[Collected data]
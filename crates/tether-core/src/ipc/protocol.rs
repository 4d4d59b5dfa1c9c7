//! Shared IPC protocol types and framing.
//!
//! Every connection between host and plugin carries a 4-byte big-endian
//! length prefix followed by a UTF-8 JSON-RPC 2.0 payload.
//!
//! ```text
//! [u32 BE: len][UTF-8 JSON bytes of len]
//! ```
//!
//! Requests on one connection are matched to responses by `id`, so several
//! calls may be in flight at once. Client-to-server streams use a dedicated
//! connection: an opening request carrying an `id`, any number of
//! [`STREAM_ITEM`] notifications, then one [`STREAM_END`] notification. The
//! server answers the opening request once the stream is drained.

use crate::config::IpcConfig;
use crate::{Result, TetherError};
use serde::{Deserialize, Serialize};
use tokio::io::{AsyncReadExt, AsyncWriteExt};

/// Notification method carrying one element of an open stream.
pub const STREAM_ITEM: &str = "$/item";
/// Notification method closing an open stream.
pub const STREAM_END: &str = "$/end";

/// JSON-RPC 2.0 request for IPC.
#[derive(Debug, Clone, Serialize, Deserialize)]
pub struct IpcRequest {
    pub jsonrpc: String,
    pub method: String,
    #[serde(default)]
    pub params: Option<serde_json::Value>,
    /// Absent for notifications, which receive no response.
    #[serde(default, skip_serializing_if = "Option::is_none")]
    pub id: Option<serde_json::Value>,
}

impl IpcRequest {
    /// Create a new JSON-RPC 2.0 request.
    pub fn new(method: impl Into<String>, params: serde_json::Value, id: u64) -> Self {
        Self {
            jsonrpc: "2.0".to_string(),
            method: method.into(),
            params: Some(params),
            id: Some(serde_json::Value::Number(id.into())),
        }
    }

    /// Create a notification (a request without an `id`).
    pub fn notification(method: impl Into<String>, params: serde_json::Value) -> Self {
        Self {
            jsonrpc: "2.0".to_string(),
            method: method.into(),
            params: Some(params),
            id: None,
        }
    }

    pub fn is_notification(&self) -> bool {
        self.id.is_none()
    }
}

/// JSON-RPC 2.0 response for IPC.
#[derive(Debug, Clone, Serialize, Deserialize)]
pub struct IpcResponse {
    pub jsonrpc: String,
    #[serde(skip_serializing_if = "Option::is_none")]
    pub result: Option<serde_json::Value>,
    #[serde(skip_serializing_if = "Option::is_none")]
    pub error: Option<IpcError>,
    pub id: Option<serde_json::Value>,
}

impl IpcResponse {
    /// Create a success response.
    pub fn success(id: Option<serde_json::Value>, result: serde_json::Value) -> Self {
        Self {
            jsonrpc: "2.0".to_string(),
            result: Some(result),
            error: None,
            id,
        }
    }

    /// Create an error response.
    pub fn error(id: Option<serde_json::Value>, code: i32, message: String) -> Self {
        Self {
            jsonrpc: "2.0".to_string(),
            result: None,
            error: Some(IpcError {
                code,
                message,
                data: None,
            }),
            id,
        }
    }

    /// Create a response from a dispatch outcome.
    pub fn from_result(id: Option<serde_json::Value>, result: Result<serde_json::Value>) -> Self {
        match result {
            Ok(value) => Self::success(id, value),
            Err(e) => Self::error(id, e.to_rpc_error_code(), e.to_string()),
        }
    }

    /// Numeric request id, when the peer used one.
    pub fn numeric_id(&self) -> Option<u64> {
        self.id.as_ref().and_then(|id| id.as_u64())
    }

    /// Convert into the call result seen by the requesting side.
    pub fn into_result(self) -> Result<serde_json::Value> {
        if let Some(err) = self.error {
            return Err(err.into());
        }
        self.result
            .ok_or_else(|| TetherError::Other("IPC response missing result".to_string()))
    }
}

/// JSON-RPC 2.0 error object.
#[derive(Debug, Clone, Serialize, Deserialize)]
pub struct IpcError {
    pub code: i32,
    pub message: String,
    #[serde(skip_serializing_if = "Option::is_none")]
    pub data: Option<serde_json::Value>,
}

impl From<IpcError> for TetherError {
    fn from(err: IpcError) -> Self {
        if err.code == -32601 {
            TetherError::MethodNotFound {
                method: err.message,
            }
        } else {
            TetherError::Rpc {
                code: err.code,
                message: err.message,
            }
        }
    }
}

/// Read a length-prefixed frame from an async reader.
///
/// Frame format: `[4-byte BE u32 length][payload bytes]`
///
/// Returns `None` on clean EOF (peer closed connection).
pub async fn read_frame<R: AsyncReadExt + Unpin>(reader: &mut R) -> Result<Option<Vec<u8>>> {
    let mut len_buf = [0u8; 4];
    match reader.read_exact(&mut len_buf).await {
        Ok(_) => {}
        Err(e) if e.kind() == std::io::ErrorKind::UnexpectedEof => return Ok(None),
        Err(e) => return Err(e.into()),
    }

    let len = u32::from_be_bytes(len_buf) as usize;

    if len > IpcConfig::MAX_FRAME_SIZE {
        return Err(TetherError::Validation {
            field: "ipc_frame".to_string(),
            message: format!(
                "IPC message size {} exceeds maximum {}",
                len,
                IpcConfig::MAX_FRAME_SIZE
            ),
        });
    }

    let mut payload = vec![0u8; len];
    reader.read_exact(&mut payload).await?;

    Ok(Some(payload))
}

/// Write a length-prefixed frame to an async writer.
///
/// Frame format: `[4-byte BE u32 length][payload bytes]`
pub async fn write_frame<W: AsyncWriteExt + Unpin>(writer: &mut W, payload: &[u8]) -> Result<()> {
    if payload.len() > IpcConfig::MAX_FRAME_SIZE {
        return Err(TetherError::Validation {
            field: "ipc_frame".to_string(),
            message: format!(
                "IPC message size {} exceeds maximum {}",
                payload.len(),
                IpcConfig::MAX_FRAME_SIZE
            ),
        });
    }
    let len = payload.len() as u32;
    writer.write_all(&len.to_be_bytes()).await?;
    writer.write_all(payload).await?;
    writer.flush().await?;
    Ok(())
}

/// Serialize a JSON-RPC message and write it as one frame.
pub async fn write_message<W, T>(writer: &mut W, message: &T) -> Result<()>
where
    W: AsyncWriteExt + Unpin,
    T: Serialize,
{
    let bytes = serde_json::to_vec(message)?;
    write_frame(writer, &bytes).await
}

• [DIRECTIONS] Check the data for the word "reader" and pull out the lines that have it.

• [EXERCISE ANSWER]
/// Read a length-prefixed frame from an async reader.
pub async fn read_frame<R: AsyncReadExt + Unpin>(reader: &mut R) -> Result<Option<Vec<u8>>> {
    match reader.read_exact(&mut len_buf).await {
    reader.read_exact(&mut payload).await?;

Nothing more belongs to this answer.